Open marriage, the sensible alternative to monogamy? With several high-profile men caught in sex scandal, the notion is being pondered.
On the plus side, a couple may enjoy a close-knit family and loving spousal relationship,
but with an exciting dash of sexual variety.
In a recent New York Times piece sex columnist, Dan Savage, acknowledges there are advantages to monogamy: sexual safety from infections, emotional safety, paternity
assurances. Still, he thinks monogamy brings boredom, despair, lack of variety, sexual death and being taken for granted. Plus, society imposes monogamy on men, who were never expected to be monogamous, he complains.
Men. And what about women?
The ground rules for sex with others run along the lines of “sex for fun without emotional involvement.” But for many, if not most women, the only good sex is emotionally connected. So it can be hard for men to find enough partners to enjoy just-for-fun romps.
New York University sociologist, Judith Stacey, says it’s easier for men to separate physical and emotional intimacy. Lesbians and straight women tend to be far less comfortable with nonmonogamy.
And therein lies the rub.
Asked if his view is male-centric, Savage admits it is. So open relationships may work best in partnerships between men. Luckily, Dan Savage is gay.

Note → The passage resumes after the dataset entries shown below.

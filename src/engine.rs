//! Composition root: wires the store, collaborators, broker, runtime and
//! router together and owns the background loops.

use std::sync::Arc;
use std::time::Duration;

use anyhow::{Context, Result};
use tokio::sync::mpsc;
use tokio::task::JoinHandle;

use crate::broker::HumanSignalBroker;
use crate::collab::Collaborators;
use crate::config::FlowConfig;
use crate::db::DbHandle;
use crate::phases::PhaseRegistry;
use crate::pipeline::Services;
use crate::router::TriggerRouter;
use crate::runtime::Runtime;
use crate::status::StatusWriter;

pub struct Engine {
    pub services: Arc<Services>,
    pub runtime: Arc<Runtime>,
    pub router: Arc<TriggerRouter>,
    signals: Option<mpsc::UnboundedReceiver<String>>,
    settled: Option<mpsc::UnboundedReceiver<String>>,
    sweep_interval: Duration,
}

impl Engine {
    pub fn build(config: &FlowConfig, db: DbHandle, collab: Collaborators) -> Result<Self> {
        let table = Arc::new(config.status_table().context("Invalid status table")?);
        let (signal_tx, signal_rx) = mpsc::unbounded_channel();
        let (settled_tx, settled_rx) = mpsc::unbounded_channel();

        let services = Arc::new(Services {
            status: StatusWriter::new(db.clone(), collab.tracker.clone()),
            broker: HumanSignalBroker::new(
                db.clone(),
                collab.tracker.clone(),
                signal_tx,
                config.questions.timeout(),
            ),
            db,
            table,
            collab,
            flags: config.features.clone(),
            pipeline: config.pipeline.clone(),
        });
        let runtime = Arc::new(Runtime::new(
            services.clone(),
            PhaseRegistry::standard(),
            Some(settled_tx),
        ));
        let router = Arc::new(TriggerRouter::new(
            runtime.clone(),
            config.tracker.bot_user_id.clone(),
        ));

        Ok(Self {
            services,
            runtime,
            router,
            signals: Some(signal_rx),
            settled: Some(settled_rx),
            sweep_interval: config.questions.sweep_interval(),
        })
    }

    /// Recover interrupted runs and spawn the signal and follow-up loops,
    /// plus the question sweeper when `sweeper` is set. Only the first call
    /// spawns anything.
    pub async fn start(&mut self, sweeper: bool) -> Result<Vec<JoinHandle<()>>> {
        let mut handles = Vec::new();
        if let Some(signals) = self.signals.take() {
            handles.push(self.runtime.spawn_signal_loop(signals));
        }
        if let Some(settled) = self.settled.take() {
            handles.push(spawn_settled_loop(self.router.clone(), self.services.db.clone(), settled));
        }
        if sweeper {
            handles.push(self.runtime.spawn_sweeper(self.sweep_interval));
        }

        let recovered = self.runtime.recover().await.context("Failed to recover runs")?;
        if recovered > 0 {
            tracing::info!(recovered, "resumed runs from a previous process");
        }
        Ok(handles)
    }
}

/// Re-evaluate items whose run just completed. Their final status was
/// written by us, so the tracker's echo is dropped and rollup has to be
/// driven from here.
fn spawn_settled_loop(
    router: Arc<TriggerRouter>,
    db: DbHandle,
    mut settled: mpsc::UnboundedReceiver<String>,
) -> JoinHandle<()> {
    tokio::spawn(async move {
        while let Some(item_id) = settled.recv().await {
            let id = item_id.clone();
            let item = match db.call(move |db| db.get_item(&id)).await {
                Ok(Some(item)) => item,
                Ok(None) => continue,
                Err(e) => {
                    tracing::error!(item_id = %item_id, error = %e, "failed to load settled item");
                    continue;
                }
            };
            match router.evaluate(item).await {
                Ok(outcome) => tracing::debug!(item_id = %item_id, outcome = ?outcome, "settled item evaluated"),
                Err(e) => tracing::error!(item_id = %item_id, error = %e, "settled item evaluation failed"),
            }
        }
    })
}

I suspect women’s widespread desire for emotional connection is more cultural than biological, and I’ll discuss why in a later post. Either way, that’s most women’s reality. While some want more sexual variety than their spouses, more often it’s the other way
around.
But even when everyone’s open to opening marriage, jealousy can be a killer. Kate Spicer of the London Times researched the nonmonogamous community and said that everyone she spoke with had experienced fierce jealousy.
And likely for good reason. Sex so often leads to deep emotion that partners may be lost as a consequence of the intense involvement.
As one woman put it:
To be honest, neither of us was emotionally prepared for the realities of an open relationship. The first time I found myself not having sex with another man, but making love to him, I cried. I rang my husband to say I could never see this man again. Open relationships can be messy and exhausting.
Her husband eventually left her for a woman who would not tolerate nonmonogamy.
Psychiatrist, Judith Lipton, who co-authored The Myth of Monogamy: Fidelity and
Infidelity in Animals and People, says that monogamous lifestyles go against “some of the deepest-seated evolutionary inclinations with which biology has endowed most creatures, Homo sapiens included.”
Yet Lipton doesn’t think open marriage is the best answer for most. “Who can tolerate it?” she asks, “I have not met many people who can.”
Besides, animals have it easier. They lack the human capacity for jealousy or the deep emotional bonding that humans so often crave in relationship.
And is monogamy really so bad? Among the college-educated divorce and infidelity are both down. While the trend is turned around among the working class stress, and not sexual boredom, seems to be the culprit.
Meanwhile, married men are healthier and happier than their single brethren who are free to gain as much sexual variety as they can muster. Men are also quicker than women
to remarry after death or divorce.
In a world where so many of us seek soul mates to fill us with passion, joy, intimacy, transformation, and oneness, the dalliances of open marriage can seem both distracting and lacking.
Open marriage may work for some couples when they are lucky enough to find suitable others. But in a world of imperfect options, most of us seem to find monogamy the happier choice.